Assignment: Look for "warn" in each line of the entries, and return the matching lines.

===== Given data =====

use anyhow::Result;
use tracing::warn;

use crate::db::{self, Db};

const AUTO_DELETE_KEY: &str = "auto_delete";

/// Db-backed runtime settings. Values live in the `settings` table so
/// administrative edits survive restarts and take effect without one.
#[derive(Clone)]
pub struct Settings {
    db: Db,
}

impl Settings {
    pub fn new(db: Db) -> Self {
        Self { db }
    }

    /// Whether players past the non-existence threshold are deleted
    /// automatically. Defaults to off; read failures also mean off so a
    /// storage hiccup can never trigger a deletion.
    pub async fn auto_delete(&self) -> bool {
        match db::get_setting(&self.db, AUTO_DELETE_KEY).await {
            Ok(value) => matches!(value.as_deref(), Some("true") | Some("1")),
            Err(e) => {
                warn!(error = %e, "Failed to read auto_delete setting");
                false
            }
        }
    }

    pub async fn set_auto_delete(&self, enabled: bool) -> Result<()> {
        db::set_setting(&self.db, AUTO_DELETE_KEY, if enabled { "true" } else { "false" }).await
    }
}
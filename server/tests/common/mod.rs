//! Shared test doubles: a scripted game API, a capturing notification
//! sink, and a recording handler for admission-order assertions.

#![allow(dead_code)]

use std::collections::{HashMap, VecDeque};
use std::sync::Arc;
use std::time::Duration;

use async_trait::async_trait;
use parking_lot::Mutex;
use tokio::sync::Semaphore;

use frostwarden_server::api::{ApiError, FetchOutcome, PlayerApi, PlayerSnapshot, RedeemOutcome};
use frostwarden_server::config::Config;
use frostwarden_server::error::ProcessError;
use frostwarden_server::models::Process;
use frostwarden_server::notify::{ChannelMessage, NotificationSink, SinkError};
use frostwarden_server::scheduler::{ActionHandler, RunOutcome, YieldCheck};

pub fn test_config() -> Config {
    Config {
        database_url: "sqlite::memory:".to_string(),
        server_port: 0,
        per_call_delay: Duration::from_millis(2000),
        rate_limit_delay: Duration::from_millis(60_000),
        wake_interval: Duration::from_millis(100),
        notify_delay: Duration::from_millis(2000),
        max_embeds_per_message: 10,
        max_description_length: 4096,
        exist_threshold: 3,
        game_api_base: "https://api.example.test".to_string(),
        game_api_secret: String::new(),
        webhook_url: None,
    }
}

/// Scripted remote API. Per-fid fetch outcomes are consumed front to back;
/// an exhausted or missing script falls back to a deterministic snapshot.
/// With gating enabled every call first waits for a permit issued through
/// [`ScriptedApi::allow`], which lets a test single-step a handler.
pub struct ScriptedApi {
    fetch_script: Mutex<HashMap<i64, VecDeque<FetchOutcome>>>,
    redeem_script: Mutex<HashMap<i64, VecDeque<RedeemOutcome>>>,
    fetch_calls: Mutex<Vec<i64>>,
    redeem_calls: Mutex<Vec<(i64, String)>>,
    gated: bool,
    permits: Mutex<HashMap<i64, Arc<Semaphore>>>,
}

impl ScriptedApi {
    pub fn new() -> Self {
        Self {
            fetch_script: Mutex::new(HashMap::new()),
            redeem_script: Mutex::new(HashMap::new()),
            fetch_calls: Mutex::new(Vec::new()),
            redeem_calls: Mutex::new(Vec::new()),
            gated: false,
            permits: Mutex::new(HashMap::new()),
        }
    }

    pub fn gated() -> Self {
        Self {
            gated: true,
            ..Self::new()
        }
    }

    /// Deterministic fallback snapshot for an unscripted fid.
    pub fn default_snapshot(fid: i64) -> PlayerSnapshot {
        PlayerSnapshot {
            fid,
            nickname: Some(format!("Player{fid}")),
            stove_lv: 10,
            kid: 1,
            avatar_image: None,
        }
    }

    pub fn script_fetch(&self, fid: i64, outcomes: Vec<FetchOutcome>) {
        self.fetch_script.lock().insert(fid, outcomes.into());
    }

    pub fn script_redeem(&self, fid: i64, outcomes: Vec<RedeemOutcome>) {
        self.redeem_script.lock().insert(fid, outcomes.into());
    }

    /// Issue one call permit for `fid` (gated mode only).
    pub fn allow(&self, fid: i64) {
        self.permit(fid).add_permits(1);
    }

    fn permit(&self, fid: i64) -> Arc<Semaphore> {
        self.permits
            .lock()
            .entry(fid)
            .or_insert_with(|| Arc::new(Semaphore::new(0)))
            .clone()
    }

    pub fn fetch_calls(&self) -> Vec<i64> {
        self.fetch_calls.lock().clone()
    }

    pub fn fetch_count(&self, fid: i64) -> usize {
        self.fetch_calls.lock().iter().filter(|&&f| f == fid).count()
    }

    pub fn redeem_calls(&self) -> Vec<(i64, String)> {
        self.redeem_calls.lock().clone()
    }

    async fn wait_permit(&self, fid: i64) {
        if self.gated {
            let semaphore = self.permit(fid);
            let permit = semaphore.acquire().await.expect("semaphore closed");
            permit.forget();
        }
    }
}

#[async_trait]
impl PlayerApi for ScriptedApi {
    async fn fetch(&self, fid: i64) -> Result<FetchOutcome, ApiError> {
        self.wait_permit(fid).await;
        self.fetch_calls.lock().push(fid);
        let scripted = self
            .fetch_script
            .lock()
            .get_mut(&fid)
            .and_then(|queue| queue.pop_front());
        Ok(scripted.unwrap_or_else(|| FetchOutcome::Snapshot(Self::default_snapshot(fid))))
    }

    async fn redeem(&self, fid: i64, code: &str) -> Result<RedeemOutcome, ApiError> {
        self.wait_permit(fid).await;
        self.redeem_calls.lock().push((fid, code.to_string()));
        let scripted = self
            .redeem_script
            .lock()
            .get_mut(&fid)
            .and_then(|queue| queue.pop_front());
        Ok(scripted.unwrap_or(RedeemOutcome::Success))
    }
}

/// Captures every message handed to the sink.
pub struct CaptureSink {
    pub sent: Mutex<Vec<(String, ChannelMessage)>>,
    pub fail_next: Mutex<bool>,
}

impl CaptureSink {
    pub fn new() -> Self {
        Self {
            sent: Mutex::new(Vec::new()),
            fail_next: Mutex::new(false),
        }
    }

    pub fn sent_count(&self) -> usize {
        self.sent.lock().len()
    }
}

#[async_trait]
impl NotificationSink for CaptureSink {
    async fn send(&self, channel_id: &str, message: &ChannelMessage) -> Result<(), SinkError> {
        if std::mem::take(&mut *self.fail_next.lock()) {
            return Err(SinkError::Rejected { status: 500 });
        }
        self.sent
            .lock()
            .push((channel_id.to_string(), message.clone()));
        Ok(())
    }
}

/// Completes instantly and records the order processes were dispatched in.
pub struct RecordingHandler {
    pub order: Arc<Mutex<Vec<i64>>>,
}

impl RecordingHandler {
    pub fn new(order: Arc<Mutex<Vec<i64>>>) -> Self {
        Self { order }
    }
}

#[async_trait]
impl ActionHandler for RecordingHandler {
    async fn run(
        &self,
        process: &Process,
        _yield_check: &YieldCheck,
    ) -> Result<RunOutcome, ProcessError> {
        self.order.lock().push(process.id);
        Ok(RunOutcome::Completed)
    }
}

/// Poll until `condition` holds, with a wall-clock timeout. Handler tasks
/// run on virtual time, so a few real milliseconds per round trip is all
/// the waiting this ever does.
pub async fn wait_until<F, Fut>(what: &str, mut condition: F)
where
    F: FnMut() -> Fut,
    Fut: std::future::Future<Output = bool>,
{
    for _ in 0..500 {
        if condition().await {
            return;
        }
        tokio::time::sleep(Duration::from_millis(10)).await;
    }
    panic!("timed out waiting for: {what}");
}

=====
===== Given data =====

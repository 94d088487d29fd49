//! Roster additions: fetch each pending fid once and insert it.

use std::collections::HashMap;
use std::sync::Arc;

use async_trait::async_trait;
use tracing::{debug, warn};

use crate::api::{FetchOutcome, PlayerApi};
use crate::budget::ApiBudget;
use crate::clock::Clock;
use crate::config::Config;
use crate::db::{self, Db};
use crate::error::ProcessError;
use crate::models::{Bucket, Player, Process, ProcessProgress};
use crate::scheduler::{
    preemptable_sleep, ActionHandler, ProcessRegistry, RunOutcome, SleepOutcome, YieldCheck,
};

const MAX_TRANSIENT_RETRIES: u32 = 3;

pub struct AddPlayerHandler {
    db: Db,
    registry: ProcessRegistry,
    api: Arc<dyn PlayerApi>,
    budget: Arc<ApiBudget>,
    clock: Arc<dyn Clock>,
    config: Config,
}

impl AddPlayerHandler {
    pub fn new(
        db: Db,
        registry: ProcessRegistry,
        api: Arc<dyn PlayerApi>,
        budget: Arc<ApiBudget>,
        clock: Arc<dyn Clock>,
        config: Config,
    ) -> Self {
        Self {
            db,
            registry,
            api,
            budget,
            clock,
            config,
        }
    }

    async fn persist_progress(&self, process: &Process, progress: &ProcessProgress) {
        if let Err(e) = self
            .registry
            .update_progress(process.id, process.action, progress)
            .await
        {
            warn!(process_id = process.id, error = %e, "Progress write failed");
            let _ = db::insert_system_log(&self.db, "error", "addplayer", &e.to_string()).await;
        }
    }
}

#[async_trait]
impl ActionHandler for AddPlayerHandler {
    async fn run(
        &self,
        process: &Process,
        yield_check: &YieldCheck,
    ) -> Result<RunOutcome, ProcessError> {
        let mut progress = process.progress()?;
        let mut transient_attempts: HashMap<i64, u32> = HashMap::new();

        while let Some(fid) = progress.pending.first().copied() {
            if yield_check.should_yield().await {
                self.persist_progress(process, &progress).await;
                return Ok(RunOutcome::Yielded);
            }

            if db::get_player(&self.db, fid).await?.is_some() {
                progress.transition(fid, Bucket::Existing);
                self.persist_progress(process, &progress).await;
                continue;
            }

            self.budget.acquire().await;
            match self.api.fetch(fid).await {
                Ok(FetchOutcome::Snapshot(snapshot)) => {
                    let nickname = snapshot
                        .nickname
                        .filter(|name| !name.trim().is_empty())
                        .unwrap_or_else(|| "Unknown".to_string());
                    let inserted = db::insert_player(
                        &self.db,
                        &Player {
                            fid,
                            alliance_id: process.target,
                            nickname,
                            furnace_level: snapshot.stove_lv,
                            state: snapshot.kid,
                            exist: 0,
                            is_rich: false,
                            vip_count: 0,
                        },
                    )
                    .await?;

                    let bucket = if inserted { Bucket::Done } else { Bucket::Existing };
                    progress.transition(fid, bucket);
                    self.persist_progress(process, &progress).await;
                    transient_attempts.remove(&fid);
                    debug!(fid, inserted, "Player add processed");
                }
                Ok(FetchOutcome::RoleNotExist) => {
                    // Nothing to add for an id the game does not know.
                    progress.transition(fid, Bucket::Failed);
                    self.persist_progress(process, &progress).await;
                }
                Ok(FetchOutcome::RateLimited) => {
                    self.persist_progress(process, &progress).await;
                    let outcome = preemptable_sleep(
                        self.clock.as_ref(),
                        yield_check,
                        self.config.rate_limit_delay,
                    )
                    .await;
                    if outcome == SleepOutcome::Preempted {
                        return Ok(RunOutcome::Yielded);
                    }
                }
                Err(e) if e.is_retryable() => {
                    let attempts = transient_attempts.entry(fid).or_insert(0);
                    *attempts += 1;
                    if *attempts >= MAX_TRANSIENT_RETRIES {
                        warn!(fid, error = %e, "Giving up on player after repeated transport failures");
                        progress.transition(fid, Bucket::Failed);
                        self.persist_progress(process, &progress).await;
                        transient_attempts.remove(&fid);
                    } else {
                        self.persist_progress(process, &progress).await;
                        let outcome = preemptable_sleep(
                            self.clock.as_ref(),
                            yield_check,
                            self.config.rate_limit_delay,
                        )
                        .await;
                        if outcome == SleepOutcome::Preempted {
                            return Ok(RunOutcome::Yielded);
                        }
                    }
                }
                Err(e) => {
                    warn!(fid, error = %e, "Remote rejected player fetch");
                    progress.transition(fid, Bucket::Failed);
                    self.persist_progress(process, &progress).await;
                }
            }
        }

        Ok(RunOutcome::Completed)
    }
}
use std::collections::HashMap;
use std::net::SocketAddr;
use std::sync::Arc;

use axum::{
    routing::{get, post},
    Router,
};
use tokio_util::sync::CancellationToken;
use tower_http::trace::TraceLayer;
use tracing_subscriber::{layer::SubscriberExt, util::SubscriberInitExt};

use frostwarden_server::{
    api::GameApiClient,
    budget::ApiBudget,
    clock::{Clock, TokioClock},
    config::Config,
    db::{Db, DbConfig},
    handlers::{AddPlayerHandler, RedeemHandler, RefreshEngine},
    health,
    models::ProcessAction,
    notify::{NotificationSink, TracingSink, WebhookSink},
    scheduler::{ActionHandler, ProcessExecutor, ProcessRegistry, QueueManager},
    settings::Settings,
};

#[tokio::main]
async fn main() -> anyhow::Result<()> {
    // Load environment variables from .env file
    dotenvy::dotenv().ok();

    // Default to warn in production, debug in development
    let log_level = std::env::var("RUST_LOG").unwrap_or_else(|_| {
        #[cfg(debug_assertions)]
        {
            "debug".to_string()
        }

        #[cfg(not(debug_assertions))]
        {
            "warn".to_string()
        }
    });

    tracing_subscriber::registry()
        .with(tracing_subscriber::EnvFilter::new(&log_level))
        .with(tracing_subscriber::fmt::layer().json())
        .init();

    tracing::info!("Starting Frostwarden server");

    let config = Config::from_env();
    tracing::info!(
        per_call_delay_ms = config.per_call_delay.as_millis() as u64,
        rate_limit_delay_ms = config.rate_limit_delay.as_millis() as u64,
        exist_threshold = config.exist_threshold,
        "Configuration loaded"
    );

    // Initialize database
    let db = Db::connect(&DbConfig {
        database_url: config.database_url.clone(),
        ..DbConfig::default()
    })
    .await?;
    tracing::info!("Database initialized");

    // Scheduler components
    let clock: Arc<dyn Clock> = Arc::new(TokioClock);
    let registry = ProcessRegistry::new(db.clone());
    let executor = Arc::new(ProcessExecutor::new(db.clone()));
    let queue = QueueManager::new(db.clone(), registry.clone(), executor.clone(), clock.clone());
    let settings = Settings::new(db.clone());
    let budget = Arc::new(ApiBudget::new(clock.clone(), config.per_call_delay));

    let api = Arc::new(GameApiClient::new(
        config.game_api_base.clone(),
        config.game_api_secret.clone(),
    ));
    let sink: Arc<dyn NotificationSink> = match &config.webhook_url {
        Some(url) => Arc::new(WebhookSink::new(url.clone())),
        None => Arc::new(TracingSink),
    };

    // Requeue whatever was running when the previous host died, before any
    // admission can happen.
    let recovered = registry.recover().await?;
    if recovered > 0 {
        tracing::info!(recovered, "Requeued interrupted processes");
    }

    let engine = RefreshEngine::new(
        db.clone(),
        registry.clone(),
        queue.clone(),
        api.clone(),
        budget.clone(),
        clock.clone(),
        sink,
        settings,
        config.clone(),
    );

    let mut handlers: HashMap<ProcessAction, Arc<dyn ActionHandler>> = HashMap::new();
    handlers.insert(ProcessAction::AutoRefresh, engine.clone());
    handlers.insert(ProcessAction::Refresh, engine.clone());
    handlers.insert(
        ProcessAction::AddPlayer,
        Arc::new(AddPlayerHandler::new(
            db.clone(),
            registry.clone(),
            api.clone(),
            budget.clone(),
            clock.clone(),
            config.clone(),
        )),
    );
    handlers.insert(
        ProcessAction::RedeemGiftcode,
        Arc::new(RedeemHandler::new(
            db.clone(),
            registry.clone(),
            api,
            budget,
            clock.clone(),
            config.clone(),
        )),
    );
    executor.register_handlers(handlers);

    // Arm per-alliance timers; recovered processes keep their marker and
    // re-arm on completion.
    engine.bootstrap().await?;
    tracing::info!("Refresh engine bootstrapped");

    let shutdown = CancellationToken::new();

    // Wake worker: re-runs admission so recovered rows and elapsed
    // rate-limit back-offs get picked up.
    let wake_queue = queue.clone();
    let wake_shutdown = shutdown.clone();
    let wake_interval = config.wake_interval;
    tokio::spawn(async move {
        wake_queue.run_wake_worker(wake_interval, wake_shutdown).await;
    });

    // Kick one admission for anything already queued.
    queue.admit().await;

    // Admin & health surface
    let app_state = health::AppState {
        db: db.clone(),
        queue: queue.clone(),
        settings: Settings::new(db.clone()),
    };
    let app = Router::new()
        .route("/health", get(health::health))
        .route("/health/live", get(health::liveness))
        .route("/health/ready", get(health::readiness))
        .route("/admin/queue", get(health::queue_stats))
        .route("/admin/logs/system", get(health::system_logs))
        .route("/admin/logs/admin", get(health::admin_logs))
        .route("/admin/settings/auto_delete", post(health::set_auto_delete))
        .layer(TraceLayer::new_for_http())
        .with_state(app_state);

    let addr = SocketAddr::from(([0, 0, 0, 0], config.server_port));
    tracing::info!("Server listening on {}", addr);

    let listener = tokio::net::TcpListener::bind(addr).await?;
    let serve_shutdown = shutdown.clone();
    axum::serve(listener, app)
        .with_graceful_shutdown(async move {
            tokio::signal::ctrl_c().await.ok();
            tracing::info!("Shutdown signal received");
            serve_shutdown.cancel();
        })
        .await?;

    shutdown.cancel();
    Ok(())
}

=====
===== Given data =====

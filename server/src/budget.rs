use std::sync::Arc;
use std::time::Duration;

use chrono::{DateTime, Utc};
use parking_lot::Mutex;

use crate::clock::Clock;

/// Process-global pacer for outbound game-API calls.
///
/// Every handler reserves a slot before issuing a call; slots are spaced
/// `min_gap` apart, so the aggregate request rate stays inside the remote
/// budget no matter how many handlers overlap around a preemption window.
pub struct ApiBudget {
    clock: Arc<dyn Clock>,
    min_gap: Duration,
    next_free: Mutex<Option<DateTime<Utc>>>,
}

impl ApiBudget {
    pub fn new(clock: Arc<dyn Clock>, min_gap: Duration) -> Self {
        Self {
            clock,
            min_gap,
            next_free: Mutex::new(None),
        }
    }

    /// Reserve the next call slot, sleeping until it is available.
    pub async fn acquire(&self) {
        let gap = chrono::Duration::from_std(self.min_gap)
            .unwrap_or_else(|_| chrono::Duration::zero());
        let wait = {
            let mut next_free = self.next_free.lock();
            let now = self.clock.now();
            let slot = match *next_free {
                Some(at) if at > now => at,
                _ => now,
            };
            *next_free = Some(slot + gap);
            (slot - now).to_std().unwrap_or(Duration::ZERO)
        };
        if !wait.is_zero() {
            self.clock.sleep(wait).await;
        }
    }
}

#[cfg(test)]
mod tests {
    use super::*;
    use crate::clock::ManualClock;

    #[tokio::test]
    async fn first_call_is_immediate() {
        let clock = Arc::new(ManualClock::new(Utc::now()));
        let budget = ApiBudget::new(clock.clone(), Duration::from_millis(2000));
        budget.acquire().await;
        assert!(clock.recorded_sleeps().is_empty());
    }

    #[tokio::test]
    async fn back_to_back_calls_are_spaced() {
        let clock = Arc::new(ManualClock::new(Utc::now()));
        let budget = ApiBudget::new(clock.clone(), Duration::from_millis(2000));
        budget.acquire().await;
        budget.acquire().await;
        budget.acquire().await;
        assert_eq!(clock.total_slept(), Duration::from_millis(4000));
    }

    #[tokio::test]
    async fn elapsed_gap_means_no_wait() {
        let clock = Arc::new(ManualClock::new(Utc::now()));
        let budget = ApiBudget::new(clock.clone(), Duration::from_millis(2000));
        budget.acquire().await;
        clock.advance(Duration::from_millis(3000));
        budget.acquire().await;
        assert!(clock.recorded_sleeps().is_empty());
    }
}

=====

Exercise result:
use tracing::warn;
                warn!(error = %e, "Failed to read auto_delete setting");
use tracing::{debug, warn};
            warn!(process_id = process.id, error = %e, "Progress write failed");
                        warn!(fid, error = %e, "Giving up on player after repeated transport failures");
                    warn!(fid, error = %e, "Remote rejected player fetch");
    // Default to warn in production, debug in development
            "warn".to_string()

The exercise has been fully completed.